How to clean your dirty data
In the geolocation business, accuracy is paramount. It’s all too easy to fuel an otherwise perfect campaign with dirty data, rendering it null and void, or pinpoint an individual to within five meters of their location, only to find you targeted the wrong person.
Dirty data, arising from technical glitches, corrupted data and criminal activity, is a common problem in location-based marketing. Its collection and sale affects 88% of companies and leads to a 12% revenue loss on average. But brands can protect themselves. They can start by working with partners who take fraud and inaccuracy seriously. They must demand transparency from their vendors by asking how they gather, filter and validate their data. This will help advertisers discern which vendors are worth working with, and in the process build a data landscape where vendors are held accountable.
Alternatively, accountability can be outsourced to third-party validators who carefully assess the accuracy of each campaign and ensure it’s reaching the right people. The quality of location verification still lags behind fraud, viewability, and content verification, but if the demand is there then the industry will step up to the mark. By requesting campaign validation, or choosing partners who already work closely with third-party validators, brands will see the quality and availability of location data verification gradually improve.
A beacon technology company is the kind of third party capable of demonstrating a campaign’s accuracy and helping brands understand their customers better through more accurate attribution. Through cross-referencing GPS and Wi-Fi location signals, the basis for beacon and proximity data, a campaign’s accuracy becomes doubly accounted for.
Vendors, on their part, need to make sure they are being transparent with their clients and scrupulous with the data they sell. They not only need to be able to spot bad data and remove it; they should also know how to use multiple data points to mitigate the sample bias. For instance, brands can partner with platforms which use a process of multi-point quality control to ensure that our GPS data is accurate. We then cross-reference this data against anonymized Wi-Fi addresses and our internal database for verification and scale. If any of the data does not initially pass our proprietary tech’s intense scrutiny, it’s excluded from our database. Our data hygiene protocol means that sometimes 85% of the data we collect in the course of a day is culled.
The fight against dirty data is an important one. But the attention to detail can’t end there, either. The issue of accuracy extends beyond purifying data, because with geo-location, the difference between five metres can be light years apart.
If you’re less than satisfied with your data sets, and have less to work with than expected, then there are innovative ways to leverage it to make sure you’re zeroing in on the desired audience. Let’s say a luxury brand wants to target guests at a high-end hotel.
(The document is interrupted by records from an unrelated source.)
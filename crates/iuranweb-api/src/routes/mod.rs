//! Route modules for the API server
//!
//! - residents: Resident list, search, summary
//! - selection: Detail modal driven by the session's selection
//! - qr: QR preview, export and download
//!
//! Each module follows a consistent structure:
//! - mod.rs: Module declaration and exports
//! - api.rs: JSON API endpoints and HTMX partial responses
//! - page.rs: HTML rendering

pub mod residents;
pub mod selection;
pub mod qr;
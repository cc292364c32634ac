//! Configuration errors
//!
//! Every error names the file or config key it is about, and the startup
//! report adds a hint for that key.

use serde::Serialize;
use std::fmt;
use thiserror::Error;

#[derive(Error, Debug)]
pub enum ConfigError {
    #[error("Config file not found: {path}")]
    FileNotFound { path: String },

    #[error("Could not read {path}: {message}")]
    Unreadable { path: String, message: String },

    #[error("Invalid YAML: {message}")]
    InvalidYaml { message: String },

    #[error("Invalid value for {field}: {reason}")]
    InvalidValue { field: String, reason: String },
}

impl ConfigError {
    pub fn code(&self) -> &'static str {
        match self {
            ConfigError::FileNotFound { .. } => "FILE_NOT_FOUND",
            ConfigError::Unreadable { .. } => "UNREADABLE",
            ConfigError::InvalidYaml { .. } => "INVALID_YAML",
            ConfigError::InvalidValue { .. } => "INVALID_VALUE",
        }
    }

    /// What gets printed when startup aborts
    pub fn to_details(&self) -> ConfigReport {
        let (field, hint) = match self {
            ConfigError::FileNotFound { .. } => (
                None,
                Some("Create one with `iuranweb --print-default-config > config.yaml`."),
            ),
            ConfigError::Unreadable { .. } => (None, None),
            ConfigError::InvalidYaml { .. } => {
                (None, Some("Compare with the output of --print-default-config."))
            }
            ConfigError::InvalidValue { field, .. } => (Some(field.clone()), field_hint(field)),
        };
        ConfigReport {
            code: self.code(),
            message: self.to_string(),
            field,
            hint: hint.map(str::to_string),
        }
    }
}

fn field_hint(field: &str) -> Option<&'static str> {
    match field {
        "server.port" => Some("Any port from 1 to 65535; the default is 8081."),
        "export.file_prefix" => Some("Use a plain word such as QRIS, without slashes or a leading dot."),
        "export.file_extension" => Some("Use a bare extension such as png."),
        "export.label_prefix" => Some("TRX is the usual label prefix."),
        "export.fetch_timeout_secs" => Some("30 seconds suits most connections."),
        "logging.level" => Some("RUST_LOG still overrides this at runtime."),
        _ => None,
    }
}

/// Startup report for a configuration error
#[derive(Debug, Clone, Serialize)]
pub struct ConfigReport {
    pub code: &'static str,
    pub message: String,
    #[serde(skip_serializing_if = "Option::is_none")]
    pub field: Option<String>,
    #[serde(skip_serializing_if = "Option::is_none")]
    pub hint: Option<String>,
}

impl fmt::Display for ConfigReport {
    fn fmt(&self, f: &mut fmt::Formatter<'_>) -> fmt::Result {
        write!(f, "[{}] {}", self.code, self.message)?;
        if let Some(hint) = &self.hint {
            write!(f, "\nHint: {}", hint)?;
        }
        Ok(())
    }
}

pub type ConfigResult<T> = Result<T, ConfigError>;
//! QR asset export: fetch the remote bitmap, hand it to a save target
//!
//! Each call to [`QrAssetExporter::export`] is an independent fetch + save
//! cycle. Nothing is cached and no state is shared between concurrent calls;
//! every temporary resource an attempt allocates is released on every exit
//! path.

use std::path::{Path, PathBuf};
use std::sync::Arc;
use std::time::Duration;

use async_trait::async_trait;
use bytes::Bytes;
use iuranweb_config::ExportConfig;
use once_cell::sync::Lazy;
use regex::Regex;
use serde::Serialize;
use tokio::sync::Mutex;

use crate::error::ExportError;
use crate::models::Resident;

// whitespace and path separators both collapse to one underscore
static NAME_BREAK: Lazy<Regex> = Lazy::new(|| Regex::new(r"[\s/\\]+").expect("static regex"));

// ==================== Image Source ====================

/// Raw payload of a fetched image
#[derive(Debug, Clone)]
pub struct FetchedImage {
    pub bytes: Bytes,
    pub content_type: Option<String>,
}

/// Where QR bitmaps come from
#[async_trait]
pub trait ImageSource: Send + Sync {
    /// Fetch the resource behind `image_ref`
    ///
    /// Transport errors, non-2xx statuses and body read errors are all
    /// reported as [`ExportError::FetchFailed`].
    async fn fetch(&self, image_ref: &str) -> Result<FetchedImage, ExportError>;
}

/// Plain HTTP(S) GET, no auth, no size limit
#[derive(Debug, Clone)]
pub struct HttpImageSource {
    client: reqwest::Client,
}

impl HttpImageSource {
    pub fn new(timeout: Duration) -> reqwest::Result<Self> {
        let client = reqwest::Client::builder()
            .timeout(timeout)
            .build()?;
        Ok(Self { client })
    }
}

#[async_trait]
impl ImageSource for HttpImageSource {
    async fn fetch(&self, image_ref: &str) -> Result<FetchedImage, ExportError> {
        let response = self
            .client
            .get(image_ref)
            .send()
            .await
            .map_err(|e| ExportError::FetchFailed { reason: e.to_string() })?;

        let status = response.status();
        if !status.is_success() {
            return Err(ExportError::FetchFailed {
                reason: format!("HTTP {}", status),
            });
        }

        let content_type = response
            .headers()
            .get(reqwest::header::CONTENT_TYPE)
            .and_then(|v| v.to_str().ok())
            .map(|s| s.to_string());

        let bytes = response
            .bytes()
            .await
            .map_err(|e| ExportError::FetchFailed { reason: e.to_string() })?;

        Ok(FetchedImage { bytes, content_type })
    }
}

// ==================== Save Targets ====================

/// Result of a successful save
#[derive(Debug, Clone, PartialEq, Serialize)]
pub struct SavedAsset {
    pub file_name: String,
    /// Set when the file landed on the server's disk
    pub location: Option<PathBuf>,
    pub size: usize,
}

/// Host "save as file" primitive
#[async_trait]
pub trait SaveTarget: Send + Sync {
    async fn save(&self, bytes: Bytes, file_name: &str) -> Result<SavedAsset, ExportError>;
}

/// Saves into a fixed directory on the server
///
/// Bytes go to a hidden `.part` file first and are renamed into place, so a
/// reader never sees a half-written image.
#[derive(Debug, Clone)]
pub struct DirectorySaveTarget {
    directory: PathBuf,
}

impl DirectorySaveTarget {
    pub fn new(directory: impl Into<PathBuf>) -> Self {
        Self { directory: directory.into() }
    }

    pub fn directory(&self) -> &Path {
        &self.directory
    }
}

/// Removes the temporary file unless the save completed
struct PartialFile {
    path: PathBuf,
    armed: bool,
}

impl PartialFile {
    fn new(path: PathBuf) -> Self {
        Self { path, armed: true }
    }

    fn disarm(mut self) {
        self.armed = false;
    }
}

impl Drop for PartialFile {
    fn drop(&mut self) {
        if self.armed {
            if let Err(e) = std::fs::remove_file(&self.path) {
                if e.kind() != std::io::ErrorKind::NotFound {
                    log::warn!("could not remove {}: {}", self.path.display(), e);
                }
            }
        }
    }
}

/// Last line of defence; names built by [`suggested_file_name`] always pass
fn check_file_name(file_name: &str) -> Result<(), ExportError> {
    let bad = file_name.is_empty()
        || file_name.starts_with('.')
        || file_name.contains(['/', '\\', '\0']);
    if bad {
        return Err(ExportError::SaveFailed {
            reason: format!("unusable file name {:?}", file_name),
        });
    }
    Ok(())
}

#[async_trait]
impl SaveTarget for DirectorySaveTarget {
    async fn save(&self, bytes: Bytes, file_name: &str) -> Result<SavedAsset, ExportError> {
        check_file_name(file_name)?;

        let save_err = |e: std::io::Error| ExportError::SaveFailed { reason: e.to_string() };

        tokio::fs::create_dir_all(&self.directory).await.map_err(save_err)?;

        let final_path = self.directory.join(file_name);
        let part_path = self.directory.join(format!(
            ".{}.{}.part",
            file_name,
            iuranweb_utils::generate_id()
        ));
        let guard = PartialFile::new(part_path.clone());

        tokio::fs::write(&part_path, &bytes).await.map_err(save_err)?;
        tokio::fs::rename(&part_path, &final_path).await.map_err(save_err)?;
        guard.disarm();

        Ok(SavedAsset {
            file_name: file_name.to_string(),
            location: Some(final_path),
            size: bytes.len(),
        })
    }
}

/// Bytes and name handed back to the browser as an attachment
#[derive(Debug, Clone)]
pub struct DownloadPayload {
    pub file_name: String,
    pub bytes: Bytes,
}

/// Captures the payload so the HTTP layer can answer with a download
#[derive(Debug, Default)]
pub struct BrowserDownload {
    slot: Mutex<Option<DownloadPayload>>,
}

impl BrowserDownload {
    pub fn new() -> Self {
        Self::default()
    }

    /// Take the captured payload, leaving the slot empty
    pub async fn take(&self) -> Option<DownloadPayload> {
        self.slot.lock().await.take()
    }
}

#[async_trait]
impl SaveTarget for BrowserDownload {
    async fn save(&self, bytes: Bytes, file_name: &str) -> Result<SavedAsset, ExportError> {
        check_file_name(file_name)?;
        let size = bytes.len();
        *self.slot.lock().await = Some(DownloadPayload {
            file_name: file_name.to_string(),
            bytes,
        });
        Ok(SavedAsset {
            file_name: file_name.to_string(),
            location: None,
            size,
        })
    }
}

// ==================== Exporter ====================

/// `{prefix}_{name with whitespace runs as _}_{label}.{extension}`
///
/// Slashes in the name are folded the same way, so any valid resident name
/// yields a usable file name.
pub fn suggested_file_name(prefix: &str, name: &str, label: &str, extension: &str) -> String {
    let name = NAME_BREAK.replace_all(name, "_");
    format!("{}_{}_{}.{}", prefix, name, label, extension)
}

/// Fixed parts of exported file names
#[derive(Debug, Clone, PartialEq, Eq)]
pub struct ExportNaming {
    pub file_prefix: String,
    pub file_extension: String,
}

impl Default for ExportNaming {
    fn default() -> Self {
        Self {
            file_prefix: "QRIS".to_string(),
            file_extension: "png".to_string(),
        }
    }
}

impl From<&ExportConfig> for ExportNaming {
    fn from(config: &ExportConfig) -> Self {
        Self {
            file_prefix: config.file_prefix.clone(),
            file_extension: config.file_extension.clone(),
        }
    }
}

/// Fetches QR images and saves them under derived names
#[derive(Clone)]
pub struct QrAssetExporter {
    source: Arc<dyn ImageSource>,
    naming: ExportNaming,
}

impl QrAssetExporter {
    pub fn new(source: Arc<dyn ImageSource>, naming: ExportNaming) -> Self {
        Self { source, naming }
    }

    pub fn source(&self) -> &Arc<dyn ImageSource> {
        &self.source
    }

    /// File name for a resident under a given transaction label
    pub fn file_name_for(&self, resident: &Resident, label: &str) -> String {
        suggested_file_name(
            &self.naming.file_prefix,
            &resident.name,
            label,
            &self.naming.file_extension,
        )
    }

    /// One fetch + save cycle
    pub async fn export(
        &self,
        image_ref: &str,
        suggested_name: &str,
        target: &dyn SaveTarget,
    ) -> Result<SavedAsset, ExportError> {
        log::info!("exporting QR {} as {}", image_ref, suggested_name);

        let result = match self.source.fetch(image_ref).await {
            Ok(image) => target.save(image.bytes, suggested_name).await,
            Err(e) => Err(e),
        };

        match &result {
            Ok(saved) => log::info!("exported {} ({} bytes)", saved.file_name, saved.size),
            Err(e) => log::warn!("export of {} failed [{}]: {}", suggested_name, e.code(), e),
        }
        result
    }

    /// Export the QR of `resident` labelled with `label`
    pub async fn export_resident(
        &self,
        resident: &Resident,
        label: &str,
        target: &dyn SaveTarget,
    ) -> Result<SavedAsset, ExportError> {
        let file_name = self.file_name_for(resident, label);
        self.export(&resident.qr_image_ref, &file_name, target).await
    }
}

impl std::fmt::Debug for QrAssetExporter {
    fn fmt(&self, f: &mut std::fmt::Formatter<'_>) -> std::fmt::Result {
        f.debug_struct("QrAssetExporter")
            .field("naming", &self.naming)
            .finish_non_exhaustive()
    }
}

// ==================== Tests ====================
If the data isn’t specifically identifying people within the hotel’s boundaries, the brand may be targeting someone totally unsuitable who’s passing on the street. In this case, drawing polygons around our target zones – i.e. manually drawing lines around the perimeter of the hotel on a map – can tell us exactly who is inside or outside a building. After all, when it comes to hyperlocal targeting, whether someone is inside or outside a building means a world of difference.
Polygons are drawn around what we see when we take a bird’s eye view of buildings and other locations. A store, stadium or airport cannot be mapped out into perfect squares or circles, so drawing polygons ringfences highly specific locations to make the data you have count.
But drawing polygons isn’t a viable option for multiple locations, so that’s where another technique comes in. If a coffee shop chain wanted to target people nearby all of its branches, without the need to discern who’s inside and who’s outside the premises, we’d simply drop a pin in the coffee shop’s various locations and draw a circle around them. The size of the circle would depend on the campaign’s goals, and the radius could be increased or decreased during it, as required. This method is easily scalable for chains as the locations of various branches can be identified and incorporated easily.
Consumers are increasingly wedded to their smartphones, but even though there’s more location data than ever before, quantity just isn’t a substitute for quality. And unfortunately, the more marketing dollars that go towards dodgy dealings and dirty data, the greater the issue will become for the industry as a whole. But it’s possible to stop the data rot. With a combined effort from brands, vendors and third-party companies, the industry can change. Some spring cleaning, scrupulous data partners and using the data you do trust well is enough to ensure a healthier landscape and better results.